Le Brexit aura apporté une bonne excuse pour balayer les faux-semblants et remettre au placard la défiance à l’égard du « monde de la finance ». La campagne pour attirer à Paris la finance londonienne – c’est-à-dire avant tout les géants de Wall Street comme Goldman Sachs, Morgan Stanley ou BlackRock – a fait l’objet de l’un de ces consensus dont les élites françaises ont le secret, associant secteurs public et privé et mêlant toutes les couleurs politiques.

On a donc aperçu la maire de Paris Anne Hidalgo (PS) aux côtés de la présidente de la région Ile-de-France Valérie Pécresse (LR) et du Premier ministre Manuel Valls (PS) pour promouvoir l’attractivité de la place parisienne devant un parterre d’industriels et de banquiers.

Ces efforts se sont évidemment poursuivis et amplifiés avec l’élection d’Emmanuel Macron au printemps 2017. « La France se décomplexe vis-à-vis de la finance. (…) Nous nous sentons gonflés à bloc. », poursuivait le même Gérard Mestrallet. Après la réforme du code du travail par ordonnances, à l’automne, la jubilation était même devenue palpable. « Les Américains voient bien qu’il se passe quelque chose en France. Et ce n’est pas seulement l’image du président qui se joue. Emmanuel Macron avait un programme, il est en train de le décliner. Tout ce qui avait été annoncé a été fait et voté. »

Dérégulation, gros cadeaux fiscaux et largesses pour les traders

Pour mieux plaire à Wall Street, la France a mis beaucoup sur la table.

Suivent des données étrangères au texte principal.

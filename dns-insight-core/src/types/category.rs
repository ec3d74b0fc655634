//! Record category

use std::fmt;
use std::str::FromStr;

use serde::{Deserialize, Serialize};

use crate::error::PanelError;

/// One of the tracked DNS record classes.
///
/// Fixed at pipeline construction; decides the query shape and which
/// rendering targets are used.
#[derive(Debug, Clone, Copy, PartialEq, Eq, Hash, PartialOrd, Ord, Serialize, Deserialize)]
#[serde(rename_all = "lowercase")]
pub enum Category {
    Mx,
    Spf,
    Dkim,
}

impl Category {
    /// All categories, in startup order
    pub const ALL: [Self; 3] = [Self::Mx, Self::Spf, Self::Dkim];

    /// Lowercase name used in URLs and composite identifiers
    pub const fn as_str(self) -> &'static str {
        match self {
            Self::Mx => "mx",
            Self::Spf => "spf",
            Self::Dkim => "dkim",
        }
    }

    /// Display label for panel headings
    pub const fn label(self) -> &'static str {
        match self {
            Self::Mx => "MX",
            Self::Spf => "SPF",
            Self::Dkim => "DKIM",
        }
    }

    /// Query parameter selecting this category on the search API.
    ///
    /// MX is a DNS record type filter; SPF and DKIM are text-record searches.
    pub const fn query_filter(self) -> (&'static str, &'static str) {
        match self {
            Self::Mx => ("dnsType", "mx"),
            Self::Spf => ("txtSearch", "spf"),
            Self::Dkim => ("txtSearch", "dkim"),
        }
    }

    /// Position in [`Category::ALL`]
    pub const fn index(self) -> usize {
        match self {
            Self::Mx => 0,
            Self::Spf => 1,
            Self::Dkim => 2,
        }
    }

    /// Next category, wrapping around
    #[must_use]
    pub const fn next(self) -> Self {
        match self {
            Self::Mx => Self::Spf,
            Self::Spf => Self::Dkim,
            Self::Dkim => Self::Mx,
        }
    }

    /// Previous category, wrapping around
    #[must_use]
    pub const fn previous(self) -> Self {
        match self {
            Self::Mx => Self::Dkim,
            Self::Spf => Self::Mx,
            Self::Dkim => Self::Spf,
        }
    }
}

impl fmt::Display for Category {
    fn fmt(&self, f: &mut fmt::Formatter<'_>) -> fmt::Result {
        f.write_str(self.as_str())
    }
}

impl FromStr for Category {
    type Err = PanelError;

    fn from_str(s: &str) -> Result<Self, Self::Err> {
        match s.trim().to_ascii_lowercase().as_str() {
            "mx" => Ok(Self::Mx),
            "spf" => Ok(Self::Spf),
            "dkim" => Ok(Self::Dkim),
            other => Err(PanelError::ValidationError(format!(
                "unknown category '{other}', expected one of mx, spf, dkim"
            ))),
        }
    }
}
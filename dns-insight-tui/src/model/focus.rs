//! 焦点状态定义

use dns_insight_core::Category;

/// 分类列内的区域
#[derive(Debug, Clone, Copy, PartialEq, Eq, Default)]
pub enum Section {
    /// 上方的下钻列表
    #[default]
    List,
    /// 下方的详情表
    Detail,
}

impl Section {
    /// 切换到另一个区域
    pub fn toggle(self) -> Self {
        match self {
            Section::List => Section::Detail,
            Section::Detail => Section::List,
        }
    }
}

/// 当前焦点：哪个分类列的哪个区域
#[derive(Debug, Clone, Copy, PartialEq, Eq)]
pub struct Focus {
    pub category: Category,
    pub section: Section,
}

impl Default for Focus {
    fn default() -> Self {
        Self {
            category: Category::Mx,
            section: Section::List,
        }
    }
}

impl Focus {
    /// 是否聚焦在指定分类的指定区域
    pub fn is(&self, category: Category, section: Section) -> bool {
        self.category == category && self.section == section
    }

    /// 右移一列（循环）
    pub fn next_category(&mut self) {
        self.category = self.category.next();
        self.section = Section::List;
    }

    /// 左移一列（循环）
    pub fn previous_category(&mut self) {
        self.category = self.category.previous();
        self.section = Section::List;
    }
}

On allège la fiscalité, avec la suppression de la tranche supérieure de la taxe sur les salaires (concernant les secteurs comme la finance qui ne versent pas la TVA) – qui pourrait coûter entre 100 et 300 millions d’euros à la sécurité sociale chaque année – ou le renforcement des exonérations et autres avantages accordés aux « impatriés » ou aux gérants de fonds d’investissement ; on aménage le droit du travail, avec l’exclusion des bonus des traders du calcul des indemnités de licenciement ou une dispense temporaire d’affiliation au régime des retraites.